---------- RECORDS ----------
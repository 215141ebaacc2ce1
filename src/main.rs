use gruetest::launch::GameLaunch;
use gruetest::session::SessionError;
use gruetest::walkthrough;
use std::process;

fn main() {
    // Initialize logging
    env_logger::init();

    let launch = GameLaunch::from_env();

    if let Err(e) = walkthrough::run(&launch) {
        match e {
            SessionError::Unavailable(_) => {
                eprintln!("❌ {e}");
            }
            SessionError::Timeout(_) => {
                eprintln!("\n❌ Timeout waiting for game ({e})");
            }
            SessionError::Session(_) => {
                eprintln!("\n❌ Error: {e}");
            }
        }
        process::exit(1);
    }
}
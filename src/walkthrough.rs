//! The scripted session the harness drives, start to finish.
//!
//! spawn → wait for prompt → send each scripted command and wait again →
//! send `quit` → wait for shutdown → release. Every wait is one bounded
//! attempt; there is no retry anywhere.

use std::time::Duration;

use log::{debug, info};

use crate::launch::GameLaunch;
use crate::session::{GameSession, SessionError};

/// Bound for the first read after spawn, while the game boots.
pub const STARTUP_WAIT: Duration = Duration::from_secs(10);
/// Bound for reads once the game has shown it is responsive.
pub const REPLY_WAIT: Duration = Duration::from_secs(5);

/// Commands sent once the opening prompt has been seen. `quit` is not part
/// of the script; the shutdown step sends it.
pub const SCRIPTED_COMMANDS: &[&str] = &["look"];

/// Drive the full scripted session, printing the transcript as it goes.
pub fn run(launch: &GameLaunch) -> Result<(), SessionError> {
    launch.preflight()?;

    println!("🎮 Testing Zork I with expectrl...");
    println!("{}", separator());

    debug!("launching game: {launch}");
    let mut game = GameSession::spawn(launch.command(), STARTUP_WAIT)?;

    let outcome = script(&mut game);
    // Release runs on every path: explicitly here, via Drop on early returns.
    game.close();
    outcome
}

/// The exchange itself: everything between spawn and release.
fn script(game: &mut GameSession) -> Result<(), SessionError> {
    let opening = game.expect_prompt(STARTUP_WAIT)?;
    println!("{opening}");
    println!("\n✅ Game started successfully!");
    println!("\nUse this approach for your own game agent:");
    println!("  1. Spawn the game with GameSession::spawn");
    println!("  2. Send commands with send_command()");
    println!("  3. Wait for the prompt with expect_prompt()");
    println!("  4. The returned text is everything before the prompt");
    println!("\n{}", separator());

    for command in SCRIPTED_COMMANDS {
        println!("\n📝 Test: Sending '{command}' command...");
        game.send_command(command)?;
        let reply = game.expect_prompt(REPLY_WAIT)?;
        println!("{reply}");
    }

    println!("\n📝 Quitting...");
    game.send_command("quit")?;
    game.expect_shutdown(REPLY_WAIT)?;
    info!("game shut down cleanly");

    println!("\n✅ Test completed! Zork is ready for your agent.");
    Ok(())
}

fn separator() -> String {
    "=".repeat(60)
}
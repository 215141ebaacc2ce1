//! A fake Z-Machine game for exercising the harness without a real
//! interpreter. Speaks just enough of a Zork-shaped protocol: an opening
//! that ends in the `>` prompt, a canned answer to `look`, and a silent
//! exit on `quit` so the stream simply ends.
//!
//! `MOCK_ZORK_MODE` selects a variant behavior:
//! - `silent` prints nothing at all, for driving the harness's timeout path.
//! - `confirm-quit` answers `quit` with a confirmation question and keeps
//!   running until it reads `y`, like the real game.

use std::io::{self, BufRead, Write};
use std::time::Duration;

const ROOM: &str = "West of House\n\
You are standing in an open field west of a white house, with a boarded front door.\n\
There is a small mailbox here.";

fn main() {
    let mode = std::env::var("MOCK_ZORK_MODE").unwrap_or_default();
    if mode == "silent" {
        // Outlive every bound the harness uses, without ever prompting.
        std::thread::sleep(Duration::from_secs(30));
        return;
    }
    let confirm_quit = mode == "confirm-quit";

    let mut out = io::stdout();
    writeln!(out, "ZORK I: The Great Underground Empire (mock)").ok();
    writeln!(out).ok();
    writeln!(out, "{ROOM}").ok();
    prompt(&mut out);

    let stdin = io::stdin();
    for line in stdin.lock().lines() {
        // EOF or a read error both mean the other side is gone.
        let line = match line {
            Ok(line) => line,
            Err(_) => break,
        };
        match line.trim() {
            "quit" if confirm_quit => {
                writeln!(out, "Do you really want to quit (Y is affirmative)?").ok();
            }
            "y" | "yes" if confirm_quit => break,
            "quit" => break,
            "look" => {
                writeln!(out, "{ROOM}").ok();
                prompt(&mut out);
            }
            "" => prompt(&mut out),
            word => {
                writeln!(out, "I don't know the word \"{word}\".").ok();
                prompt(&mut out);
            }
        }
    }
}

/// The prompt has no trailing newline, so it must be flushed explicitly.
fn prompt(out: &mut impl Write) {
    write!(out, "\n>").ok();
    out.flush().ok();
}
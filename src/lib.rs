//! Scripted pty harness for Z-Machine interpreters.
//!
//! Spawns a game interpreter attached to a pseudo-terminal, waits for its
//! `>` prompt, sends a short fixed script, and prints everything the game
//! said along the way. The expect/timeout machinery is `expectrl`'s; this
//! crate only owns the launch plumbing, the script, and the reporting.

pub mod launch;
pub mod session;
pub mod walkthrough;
----------
**ABOUT THIS EXERCISE:** Looking at the records above, which lines contain "gruetest"? Copy those lines.

**EXERCISE RESULT:**
use gruetest::launch::GameLaunch;
use gruetest::session::SessionError;
use gruetest::walkthrough;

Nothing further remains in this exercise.